Loop Corrections to Volume Moduli and Inflation in String Theory

TL;DR

This paper investigates how loop corrections affect the stabilization of volume moduli and the inflaton potential in string theory, focusing on toroidal orientifolds to understand the interplay between moduli stabilization and inflation.

Contribution

It provides a calculation of loop corrections to the superpotential and analyzes their impact on volume modulus stabilization and inflaton mass control in string inflation models.

Findings

Loop corrections modify the superpotential dependence on the volume modulus.

The potential explicitly involves the inflaton, allowing for potential mass tuning.

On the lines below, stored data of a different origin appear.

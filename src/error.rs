//! The error type shared across the crate.

use crate::{AboveMaxLen, MAX_CLUSTERS};

use std::path::PathBuf;

use thiserror::Error;

/// Result type alias defaulting to the crate's [`Error`].
pub type Result<T, E = Error> = std::result::Result<T, E>;

/// Everything that can go wrong while extracting dominant colors.
///
/// Errors are never retried or papered over: a run either returns one record
/// per cluster or fails with one of these.
#[derive(Debug, Error)]
pub enum Error {
    /// The input path does not reference an existing file.
    #[error("image not found: {}", path.display())]
    MissingInput {
        /// The path that was requested.
        path: PathBuf,
    },

    /// The file exists but could not be interpreted as an image.
    #[cfg(feature = "image")]
    #[error("failed to decode {}: {source}", path.display())]
    Decode {
        /// The path of the undecodable file.
        path: PathBuf,
        /// The underlying decoder error.
        #[source]
        source: image::ImageError,
    },

    /// The file could not be read.
    #[error("failed to read {}: {source}", path.display())]
    Io {
        /// The path of the unreadable file.
        path: PathBuf,
        /// The underlying I/O error.
        #[source]
        source: std::io::Error,
    },

    /// Clustering produced (or would produce) invalid arithmetic.
    #[error("numerical failure during clustering: {0}")]
    Numerical(String),

    /// The requested number of clusters is outside `1..=MAX_CLUSTERS`.
    #[error("invalid cluster count {0}: must be between 1 and {max}", max = MAX_CLUSTERS)]
    InvalidClusterCount(u16),

    /// The image has more pixels than can be clustered.
    #[error("too many pixels: {0}")]
    TooManyPixels(#[from] AboveMaxLen<u32>),
}

impl Error {
    /// Creates an [`Error::Numerical`] from a description of the failure.
    pub(crate) fn numerical(reason: impl Into<String>) -> Self {
        Self::Numerical(reason.into())
    }

    /// Classifies an I/O error raised while reading `path`.
    #[cfg(feature = "image")]
    pub(crate) fn from_io(path: PathBuf, source: std::io::Error) -> Self {
        if source.kind() == std::io::ErrorKind::NotFound {
            Self::MissingInput { path }
        } else {
            Self::Io { path, source }
        }
    }

    /// Classifies an [`image::ImageError`] raised while decoding `path`.
    #[cfg(feature = "image")]
    pub(crate) fn from_image(path: PathBuf, source: image::ImageError) -> Self {
        match source {
            image::ImageError::IoError(source) => Self::from_io(path, source),
            source => Self::Decode { path, source },
        }
    }
}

Control over the inflaton potential dependence enables better inflation model building.

Abstract

The recent progress in embedding inflation in string theory has made it clear that the problem of moduli stabilization cannot be ignored in this context. In many models a special role is played by the volume modulus, which is modified in the presence of mobile branes. The challenge is to stabilize this modified volume while keeping the inflaton mass small compared to the Hubble parameter. It is then crucial to know not only how the volume modulus is modified, but also to have control over the dependence of the potential on the inflaton field. We address these questions within a simple setting: toroidal N=1 type IIB orientifolds. We calculate corrections to the superpotential and show how the holomorphic dependence on the properly modified volume modulus arises. The potential then explicitly involves the inflaton, leaving room for lowering the inflaton mass through moderate fine-tuning of flux quantum numbers.